* [Problem]: Return the opening lines of the material, word for word. End with the line that contains "use sea_query_rusqlite::RusqliteBinder;".

* [Data for analysis]:
• • •
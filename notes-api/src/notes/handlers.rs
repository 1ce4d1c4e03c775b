use rusqlite::{params, Connection, Row};
use sea_query::{Expr, Func, Iden, Order, Query, SqliteQueryBuilder};
use sea_query_rusqlite::RusqliteBinder;

use crate::{ctx::BaseParams, db, users::UserId, Error, Result};

use super::{tags, Note, NoteBody, NoteId, SearchQuery};

#[derive(Iden)]
pub enum Notes {
    Table,
    Id,
    Title,
    Content,
    UserId,
    CreatedAt,
    UpdatedAt,
}

#[derive(Iden)]
pub enum Tags {
    Table,
    Id,
    Name,
}

#[derive(Iden)]
pub enum NoteTags {
    Table,
    NoteId,
    TagId,
}

const NOTE_COLUMNS: &str = "id, title, content, user_id, created_at, updated_at";

impl<'a> TryFrom<&Row<'a>> for Note {
    type Error = rusqlite::Error;

    fn try_from(row: &Row<'a>) -> std::result::Result<Self, Self::Error> {
        Ok(Self {
            id: row.get(0)?,
            title: row.get(1)?,
            content: row.get(2)?,
            user_id: row.get(3)?,
            created_at: row.get(4)?,
            updated_at: row.get(5)?,
            tags: vec![],
        })
    }
}

fn with_tags(conn: &Connection, notes: Vec<Note>) -> rusqlite::Result<Vec<Note>> {
    notes
        .into_iter()
        .map(|note| {
            let tags = tags::for_note(conn, note.id)?;
            Ok(Note { tags, ..note })
        })
        .collect()
}

pub async fn find_notes(BaseParams { db, ctx }: BaseParams) -> Result<Vec<Note>> {
    let user_id = ctx.user_id();
    db.call(move |conn| {
        let notes = conn
            .prepare(&format!("SELECT {NOTE_COLUMNS} FROM notes WHERE user_id = ? ORDER BY id"))?
            .query_map([user_id], |row| Note::try_from(row))?
            .collect::<std::result::Result<Vec<_>, _>>()?;

        Ok(with_tags(conn, notes)?)
    })
    .await
    .map_err(db::Error::from)
    .map_err(Error::from)
}

pub async fn create_note(
    NoteBody { title, content, tags }: NoteBody,
    BaseParams { db, ctx }: BaseParams,
) -> Result<Note> {
    let user_id = ctx.user_id();
    let names = tags::normalize(tags);

    let note = db
        .call(move |conn| {
            let tx = conn.transaction()?;

            let note = tx.query_row(
                &format!(
                    "INSERT INTO notes (title, content, user_id) VALUES (?, ?, ?) RETURNING {NOTE_COLUMNS}"
                ),
                params![title, content, user_id],
                |row| Note::try_from(row),
            )?;
            let tags = tags::get_or_create(&tx, &names)?;
            tags::link(&tx, note.id, &tags)?;

            tx.commit()?;
            Ok(Note { tags, ..note })
        })
        .await
        .map_err(db::Error::from)?;

    tracing::info!(note_id = note.id, user_id, tags = note.tags.len(), "note created");
    Ok(note)
}

/// Owner-scoped: a note of another user is reported exactly like a missing one.
pub async fn update_note(
    note_id: NoteId,
    NoteBody { title, content, tags }: NoteBody,
    BaseParams { db, ctx }: BaseParams,
) -> Result<Note> {
    let user_id = ctx.user_id();
    let names = tags::normalize(tags);

    let note = db
        .call(move |conn| {
            let tx = conn.transaction()?;

            let note = tx.query_row(
                &format!(
                    r#"UPDATE notes SET title = ?, content = ?, updated_at = ?
                    WHERE id = ? AND user_id = ?
                    RETURNING {NOTE_COLUMNS}"#
                ),
                params![title, content, chrono::Utc::now(), note_id, user_id],
                |row| Note::try_from(row),
            )?;
            tags::unlink_all(&tx, note.id)?;
            let tags = tags::get_or_create(&tx, &names)?;
            tags::link(&tx, note.id, &tags)?;

            tx.commit()?;
            Ok(Note { tags, ..note })
        })
        .await
        .map_err(db::Error::from)
        .map_err(|e| e.not_found_message("Note not found"))?;

    tracing::info!(note_id, user_id, "note updated");
    Ok(note)
}

/// Tag rows stay behind even when no note references them anymore.
pub async fn delete_note(note_id: NoteId, BaseParams { db, ctx }: BaseParams) -> Result<()> {
    let user_id = ctx.user_id();

    db.call(move |conn| {
        let tx = conn.transaction()?;

        let note_id: NoteId = tx.query_row(
            "SELECT id FROM notes WHERE id = ? AND user_id = ?",
            [note_id, user_id],
            |r| r.get(0),
        )?;
        tags::unlink_all(&tx, note_id)?;
        tx.execute("DELETE FROM notes WHERE id = ?", [note_id])?;

        tx.commit()?;
        Ok(())
    })
    .await
    .map_err(db::Error::from)
    .map_err(|e| e.not_found_message("Note not found"))?;

    tracing::info!(note_id, user_id, "note deleted");
    Ok(())
}

/// Notes of the caller carrying every requested tag.
pub async fn search_notes(SearchQuery { tags }: SearchQuery, BaseParams { db, ctx }: BaseParams) -> Result<Vec<Note>> {
    let names = tags::normalize(tags);
    if names.is_empty() {
        return Err(Error::Validation("at least one tag is required".into()));
    }

    let user_id = ctx.user_id();
    db.call(move |conn| {
        let (sql, values) = search_query(user_id, &names).build_rusqlite(SqliteQueryBuilder);

        let notes = conn
            .prepare(&sql)?
            .query_map(&*values.as_params(), |row| Note::try_from(row))?
            .collect::<std::result::Result<Vec<_>, _>>()?;

        Ok(with_tags(conn, notes)?)
    })
    .await
    .map_err(db::Error::from)
    .map_err(Error::from)
}

/// Groups matching (note, tag) pairs per note and keeps the groups that matched every name.
/// `names` must be free of duplicates.
fn search_query(user_id: UserId, names: &[String]) -> sea_query::SelectStatement {
    Query::select()
        .columns([
            (Notes::Table, Notes::Id),
            (Notes::Table, Notes::Title),
            (Notes::Table, Notes::Content),
            (Notes::Table, Notes::UserId),
            (Notes::Table, Notes::CreatedAt),
            (Notes::Table, Notes::UpdatedAt),
        ])
        .from(Notes::Table)
        .inner_join(
            NoteTags::Table,
            Expr::col((NoteTags::Table, NoteTags::NoteId)).equals((Notes::Table, Notes::Id)),
        )
        .inner_join(
            Tags::Table,
            Expr::col((Tags::Table, Tags::Id)).equals((NoteTags::Table, NoteTags::TagId)),
        )
        .and_where(Expr::col((Notes::Table, Notes::UserId)).eq(user_id))
        .and_where(Expr::col((Tags::Table, Tags::Name)).is_in(names.iter().cloned()))
        .group_by_col((Notes::Table, Notes::Id))
        .and_having(Expr::expr(Func::count(Expr::col((Tags::Table, Tags::Id)))).eq(names.len() as i64))
        .order_by((Notes::Table, Notes::Id), Order::Asc)
        .to_owned()
}

#[cfg(test)]
mod tests {
    use super::*;
    use crate::{
        ctx::Ctx,
        db::{init_test_db, DB},
        users::handlers::{create, CreateUserParameters},
    };

    async fn base(db: &DB, telegram_id: i64) -> BaseParams {
        let user = create(
            db.clone(),
            CreateUserParameters {
                email: None,
                hashed_password: None,
                telegram_id: Some(telegram_id),
            },
        )
        .await
        .unwrap();
        BaseParams::new(db.clone(), Ctx::new(user))
    }

    fn body(title: &str, tags: &[&str]) -> NoteBody {
        NoteBody {
            title: title.into(),
            content: format!("{title} content"),
            tags: tags.iter().map(|t| t.to_string()).collect(),
        }
    }

    fn tag_names(note: &Note) -> Vec<&str> {
        note.tags.iter().map(|t| t.name.as_str()).collect()
    }

    fn query(tags: &[&str]) -> SearchQuery {
        SearchQuery {
            tags: tags.iter().map(|t| t.to_string()).collect(),
        }
    }

    #[tokio::test]
    async fn create_dedupes_tags() -> Result<()> {
        let db = init_test_db().await?;
        let alice = base(&db, 1).await;

        let note = create_note(body("T", &["x", "y", "x"]), alice.clone()).await?;
        assert_eq!(tag_names(&note), ["x", "y"]);
        assert_eq!(note.user_id, alice.ctx.user_id());

        let listed = find_notes(alice).await?;
        assert_eq!(listed.len(), 1);
        assert_eq!(tag_names(&listed[0]), ["x", "y"]);
        Ok(())
    }

    #[tokio::test]
    async fn update_replaces_tags_wholesale() -> Result<()> {
        let db = init_test_db().await?;
        let alice = base(&db, 1).await;

        let note = create_note(body("T", &["a", "b"]), alice.clone()).await?;
        let updated = update_note(note.id, body("T2", &["b", "c"]), alice.clone()).await?;

        assert_eq!(updated.title, "T2");
        assert_eq!(tag_names(&updated), ["b", "c"]);
        assert!(updated.updated_at >= note.updated_at);

        let listed = find_notes(alice).await?;
        assert_eq!(tag_names(&listed[0]), ["b", "c"]);
        Ok(())
    }

    #[tokio::test]
    async fn other_users_notes_are_not_found() -> Result<()> {
        let db = init_test_db().await?;
        let alice = base(&db, 1).await;
        let bob = base(&db, 2).await;

        let note = create_note(body("T", &["x"]), alice.clone()).await?;

        assert!(find_notes(bob.clone()).await?.is_empty());
        assert!(search_notes(query(&["x"]), bob.clone()).await?.is_empty());

        let res = update_note(note.id, body("hijack", &[]), bob.clone()).await;
        assert!(matches!(res, Err(Error::NotFound(msg)) if msg == "Note not found"));

        let res = delete_note(note.id, bob).await;
        assert!(matches!(res, Err(Error::NotFound(_))));

        assert_eq!(find_notes(alice).await?[0].title, "T");
        Ok(())
    }

    #[tokio::test]
    async fn delete_keeps_shared_tags() -> Result<()> {
        let db = init_test_db().await?;
        let alice = base(&db, 1).await;

        let first = create_note(body("first", &["x", "y"]), alice.clone()).await?;
        create_note(body("second", &["x"]), alice.clone()).await?;

        delete_note(first.id, alice.clone()).await?;

        let (links, tags) = db
            .call(|conn| {
                let links: i64 = conn.query_row("SELECT count(*) FROM note_tags", [], |r| r.get(0))?;
                let tags: i64 = conn.query_row("SELECT count(*) FROM tags", [], |r| r.get(0))?;
                Ok((links, tags))
            })
            .await
            .unwrap();
        assert_eq!(links, 1);
        assert_eq!(tags, 2);

        let res = delete_note(first.id, alice).await;
        assert!(matches!(res, Err(Error::NotFound(_))));
        Ok(())
    }

    #[tokio::test]
    async fn search_is_an_intersection() -> Result<()> {
        let db = init_test_db().await?;
        let alice = base(&db, 1).await;

        let both = create_note(body("both", &["a", "b"]), alice.clone()).await?;
        create_note(body("only a", &["a"]), alice.clone()).await?;
        let all = create_note(body("all", &["a", "b", "c"]), alice.clone()).await?;

        let found = search_notes(query(&["a", "b"]), alice.clone()).await?;
        let ids: Vec<_> = found.iter().map(|n| n.id).collect();
        assert_eq!(ids, [both.id, all.id]);
        assert_eq!(tag_names(&found[1]), ["a", "b", "c"]);

        let found = search_notes(query(&["a", "b", "a"]), alice.clone()).await?;
        assert_eq!(found.len(), 2);

        assert!(search_notes(query(&["a", "z"]), alice.clone()).await?.is_empty());

        let res = search_notes(query(&[" ", ""]), alice).await;
        assert!(matches!(res, Err(Error::Validation(_))));
        Ok(())
    }

    #[test]
    fn search_query_shape() {
        let (sql, _) = search_query(1, &["a".into(), "b".into()]).build_rusqlite(SqliteQueryBuilder);
        assert!(sql.contains("GROUP BY"));
        assert!(sql.contains("HAVING COUNT("));
    }
}
use axum::extract::FromRef;

use crate::db::DB;

#[derive(FromRef, Clone)]
pub struct AppState {
    pub conn: DB,
}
• • •
* [Exercise response]:
filename notes-api/src/notes/handlers.rs
repository 1ce4d1c4e03c775b
use rusqlite::{params, Connection, Row};
use sea_query::{Expr, Func, Iden, Order, Query, SqliteQueryBuilder};
use sea_query_rusqlite::RusqliteBinder;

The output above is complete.